Wearable optical coherence tomography angiography probe with extended depth of field.

Abstract

Significance: Optical coherence tomography (OCT) is widely utilized to investigate brain activities and disorders in anesthetized or restrained rodents. However, anesthesia can alter several physiological parameters, leading to findings that might not fully represent the true physiological state. To advance the understanding of brain function in awake and freely moving animals, the development of wearable OCT probes is crucial.

Aim: We aim to address the challenge of insufficient depth of field (DOF) in wearable OCT probes for brain imaging in freely moving mice, ensuring high lateral resolution while capturing brain vasculature across varying heights.

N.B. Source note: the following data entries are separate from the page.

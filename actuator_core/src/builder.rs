//! Type-state builder for `Actuator` and the generic `build_actuator`
//! constructor.
//!
//! The builder enforces at compile time that the switches and drive ports are
//! provided before `build()` is available. `try_build()` is always available
//! for dynamic checks.

use std::marker::PhantomData;

use actuator_traits::{Drive, Switches};

use crate::actuator::Actuator;
use crate::config::ActuatorCfg;
use crate::error::{BuildError, Result};

/// Boxed (dynamic-dispatch) actuator, the builder's output type.
pub type BoxedActuator = Actuator<Box<dyn Switches>, Box<dyn Drive>>;

impl BoxedActuator {
    /// Start building an actuator.
    ///
    /// ```
    /// use actuator_core::{ActuatorCfg, BoxedActuator};
    /// use actuator_core::mocks::{FixedSwitches, NoopDrive};
    ///
    /// let mut act = BoxedActuator::builder()
    ///     .with_switches(FixedSwitches { extend: false, shrink: false })
    ///     .with_drive(NoopDrive)
    ///     .with_config(ActuatorCfg::default())
    ///     .build()?;
    /// act.start_homing()?;
    /// act.update(0)?;
    /// assert!(act.is_homing());
    /// # Ok::<(), eyre::Report>(())
    /// ```
    pub fn builder() -> ActuatorBuilder<Missing, Missing> {
        ActuatorBuilder::default()
    }
}

// ── Type-state markers ───────────────────────────────────────────────────────

pub struct Missing;
pub struct Set;

/// Builder for `Actuator`. Configuration is validated on build.
pub struct ActuatorBuilder<S, D> {
    switches: Option<Box<dyn Switches>>,
    drive: Option<Box<dyn Drive>>,
    cfg: Option<ActuatorCfg>,
    _s: PhantomData<S>,
    _d: PhantomData<D>,
}

impl Default for ActuatorBuilder<Missing, Missing> {
    fn default() -> Self {
        Self {
            switches: None,
            drive: None,
            cfg: None,
            _s: PhantomData,
            _d: PhantomData,
        }
    }
}

impl<S, D> ActuatorBuilder<S, D> {
    /// Provide the limit-switch input port.
    pub fn with_switches(self, switches: impl Switches + 'static) -> ActuatorBuilder<Set, D> {
        ActuatorBuilder {
            switches: Some(Box::new(switches)),
            drive: self.drive,
            cfg: self.cfg,
            _s: PhantomData,
            _d: PhantomData,
        }
    }

    /// Provide the drive output port.
    pub fn with_drive(self, drive: impl Drive + 'static) -> ActuatorBuilder<S, Set> {
        ActuatorBuilder {
            switches: self.switches,
            drive: Some(Box::new(drive)),
            cfg: self.cfg,
            _s: PhantomData,
            _d: PhantomData,
        }
    }

    /// Provide the runtime configuration (defaults are used otherwise).
    pub fn with_config(mut self, cfg: ActuatorCfg) -> Self {
        self.cfg = Some(cfg);
        self
    }

    /// Build with runtime checks for the port fields.
    pub fn try_build(self) -> Result<BoxedActuator> {
        let switches = self
            .switches
            .ok_or_else(|| eyre::Report::new(BuildError::MissingSwitches))?;
        let drive = self
            .drive
            .ok_or_else(|| eyre::Report::new(BuildError::MissingDrive))?;
        build_actuator(switches, drive, self.cfg.unwrap_or_default())
    }
}

impl ActuatorBuilder<Set, Set> {
    /// Build; both ports are known to be present at compile time.
    pub fn build(self) -> Result<BoxedActuator> {
        self.try_build()
    }
}

/// Validate configuration and construct an `Actuator`.
///
/// This is the single source of truth for validation and construction, used
/// by both `ActuatorBuilder` and callers that want static dispatch.
pub fn build_actuator<S: Switches, D: Drive>(
    switches: S,
    drive: D,
    cfg: ActuatorCfg,
) -> Result<Actuator<S, D>> {
    if cfg.switches.debounce_ms == 0 {
        return Err(eyre::Report::new(BuildError::InvalidConfig(
            "debounce_ms must be >= 1",
        )));
    }
    Ok(Actuator::from_parts(switches, drive, cfg))
}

Approach: We integrated diffractive optical elements (DOEs) capable of generating beams with an extended DOF into a wearable OCT probe. This design effectively overcomes the traditional trade-off between lateral resolution and DOF, enabling the capture of detailed angiographic images in a dynamic and uncontrolled environment.

Results: The enhanced wearable OCT probe achieved a lateral resolution superior to $8\mu m$ within a $450\mu m$ axial range. This setup allowed for high-resolution optical coherence tomography angiography (OCTA) imaging with extended DOF, making it suitable for studying brain vasculature in freely moving mice.

Conclusions: The incorporation of DOEs into the wearable OCT probe represents a significant advancement in wearable biomedical imaging. This technology facilitates the acquisition of high-resolution angiographic images with an extended DOF, thus enhancing the ability to study brain function in awake and naturally behaving animals.